One more thing before I share with you some of my diary pages. There are more diaries than one: there is the standard notebook (with or without a lock, depending on one's age or modesty), then there is the photo album (or box, or envelopes - again depending on how neat you choose to be). There is your work (your to do lists and meeting schedules will tell you things if you revisit them sometime); there can be your blog -where you go cyberly-global and get Internet surfers to join you in your computer-recorded life. Then your own handwriting can be your diary - if you care, like me as an amateur graphologist, to scrutinise the way you've changed your i-dotting and t-crossing over time, and how you've built or lost or changed the energy in your writing style. For those fortunate who have one (or more), your child can be the most meaningful kind of diary that you'll ever have, provided you stop and reflect with your child - as opposed to merely feed, choose a school, organise vaccinations, and other essential but non-sufficient parent activities.
I have all those kinds of diaries. My notebooks date back from when I was ten years old. Don't be impressed by that as they are loosely organised with huge gaps in time. They mix text entries with photos, newspaper cuttings, pressed flowers and even a tooth (mine).
One apocryphal message from an early diary says that my favourite lunches happened when I, aged two, stumbled upon builders having their lunch break-eating salami and hunks of bread out of greasy newspaper wrappings. To my mother's despair I would walk up to them and ask for food. They always obliged, no matter how convincingly my mother would tell them that ėMy daughter has plenty of food at home but she never eats it.' My eating habits have improved since, I'm glad to say.
In school my absolutely best friend was a boy who would always arrive ahead of most kids, clean the blackboard with the sponge, take the chalk box out and then he would come to the school gate and meet and laugh with colleagues. He invariably used to carry my school bag into the classroom. I have not seen him since we changed school at 12, but I heard in disbelief that he 'changed', following all sorts of family difficulties. At one point he spent time in jail for rape. So much for the unintelligible in life.

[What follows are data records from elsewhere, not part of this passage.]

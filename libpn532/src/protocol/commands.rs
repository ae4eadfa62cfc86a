// libpn532-rs/libpn532/src/protocol/commands.rs
//! Controller command codes (UM0701-02, chapter 7).

/// Command codes understood by the controller. Every reply echoes the code
/// plus one.
#[derive(Debug, Clone, Copy, PartialEq, Eq, Hash)]
#[repr(u8)]
pub enum Command {
    /// Self-test
    Diagnose = 0x00,
    /// IC and firmware identification
    GetFirmwareVersion = 0x02,
    /// Field and target status
    GetGeneralStatus = 0x04,
    /// Read SFR/XRAM registers
    ReadRegister = 0x06,
    /// Write SFR/XRAM registers
    WriteRegister = 0x08,
    /// SAM mode and IRQ usage
    SamConfiguration = 0x14,
    /// Enter power down
    PowerDown = 0x16,
    /// RF settings, see [`RfConfigItem`]
    RfConfiguration = 0x32,
    /// Protocol-level exchange with an activated target
    InDataExchange = 0x40,
    /// Raw frame exchange
    InCommunicateThru = 0x42,
    /// Deselect targets
    InDeselect = 0x44,
    /// DEP activation with PSL
    InJumpForPsl = 0x46,
    /// Detect passive targets
    InListPassiveTarget = 0x4A,
    /// Release targets
    InRelease = 0x52,
    /// Select a target
    InSelect = 0x54,
    /// DEP activation
    InJumpForDep = 0x56,
    /// Autonomous polling
    InAutoPoll = 0x60,
    /// Target mode: receive
    TgGetData = 0x86,
    /// Target mode: initiator command
    TgGetInitiatorCommand = 0x88,
    /// Target mode: status
    TgGetTargetStatus = 0x8A,
    /// Enter target mode
    TgInitAsTarget = 0x8C,
    /// Target mode: send
    TgSetData = 0x8E,
    /// Target mode: respond
    TgResponseToInitiator = 0x90,
    /// Target mode: general bytes
    TgSetGeneralBytes = 0x92,
    /// Target mode: metadata
    TgSetMetadata = 0x94,
}

impl Command {
    /// Command byte sent after the TFI.
    pub const fn code(self) -> u8 {
        self as u8
    }

    /// Code the controller echoes at the start of its reply.
    pub const fn response_code(self) -> u8 {
        (self as u8).wrapping_add(1)
    }
}

/// Items accepted by RFConfiguration (UM0701-02, 7.3.1).
#[derive(Debug, Clone, Copy, PartialEq, Eq, Hash)]
#[repr(u8)]
pub enum RfConfigItem {
    /// ConfigurationData: bit0 RF on, bit1 AutoRFCA
    RfField = 0x01,
    /// RFU, fATR_RES_Timeout, fRetryTimeout
    VariousTimings = 0x02,
    /// MaxRtyCOM
    MaxRtyCom = 0x04,
    /// MxRtyATR, MxRtyPSL, MxRtyPassiveActivation
    MaxRetries = 0x05,
}

impl RfConfigItem {
    /// CfgItem byte.
    pub const fn code(self) -> u8 {
        self as u8
    }
}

I studied Chinese at university, which opened up the world for me. In the thick of our communist days I was able to travel. Admittedly, only through the safe lands of ideologically-kindred countries - from Romania to China, via Russia and Mongolia. I had a personal triumph over isolation and propaganda and the life-blooming revelation that different, distant people and cultures speak such extraordinary stories of shared values and human worth. In China I got (with enormous difficulty) a permit from the Beijing police to travel to DaTong, to see the mountain-carved Buddhas. It turned out that I saw the equally powerful local people who had not seen foreigners in their town square for about 15 years, when a French cultural delegation was government-chaperoned into the 'tourist area'. The man who spoke to us on behalf of the community was a geography teacher and knew everything about the physical world beyond their city walls. He told me about Romania's Danube Delta (which I had not visited) and about the Long March in China which cut through the most impossible and supposedly inaccessible forms of relief. A brilliant conversationalist, warm and with a great sense of humour. He told me I could have a special, albeit superficial, experience in asking the locals for a favour, so I asked about where I could buy a pair of socks as mine were drenched in rainwater. I got the directions and was accompanied to the shop by a group of about 100 persons who had gathered around us. I'll say that our group was quite a sight too: a blonde, two metre tall German boy, an American whose anti-rain gear was a plastic shopping bag with two holes for his eyes which made him look like a klansman, a fellow student from Nigeria who took the cake by allowing some Chinese kids to touch his wiry, close-cropped hair and we two girls, from Romania and Italy, who started out as foreign devils speaking Chinese and wearing Chinese clothes but eventually gained the admiration of the Chinese as we talked about food, long distance train journeys and why we loved China and how close our countries could be.
In that incredibly different place nothing was alien from what I knew. The people we met then left me with a powerful 'learning point': the human experience is shared. No political system, however constrictive, can defeat personal freedom and people can communicate across any apparent obstacle. If they want to.
As a 'grown up' now, I've been lucky in my work. Firstly in Romania's national library, among all kinds of cataloguing duties, I had the chance to read the original diary of a distinguished Romanian diplomat of the 1930-40s. I felt awkward, trespassing almost, because it was not one of those diaries that are written with publication in mind. I felt similarly uneasy but emotionally overwhelmed when I read the published personal correspondence between Eminescu and Micle, the love and despair letters. Unlike these, there are diaries which the authors write for the world to read and which may end up as fine pieces of world literature - like the diaries of Andre Gide, Oscar Wilde or Mihai Sebastian. Or fine, disturbing pieces of human experience like Anne Frank's diary or Shackleton's account of the expedition to Antarctica. Or Queen Victoria's amazingly detailed life-diary. I find these famous diaries extraordinary because they are creatively brilliant, give insight into an age that is not directly known to us, and make portraits of people we know from totally different angles that show the vulnerability as well as the strength that could live in all of us. Such diaries teach us to keep exploring and learning about life and our own journey.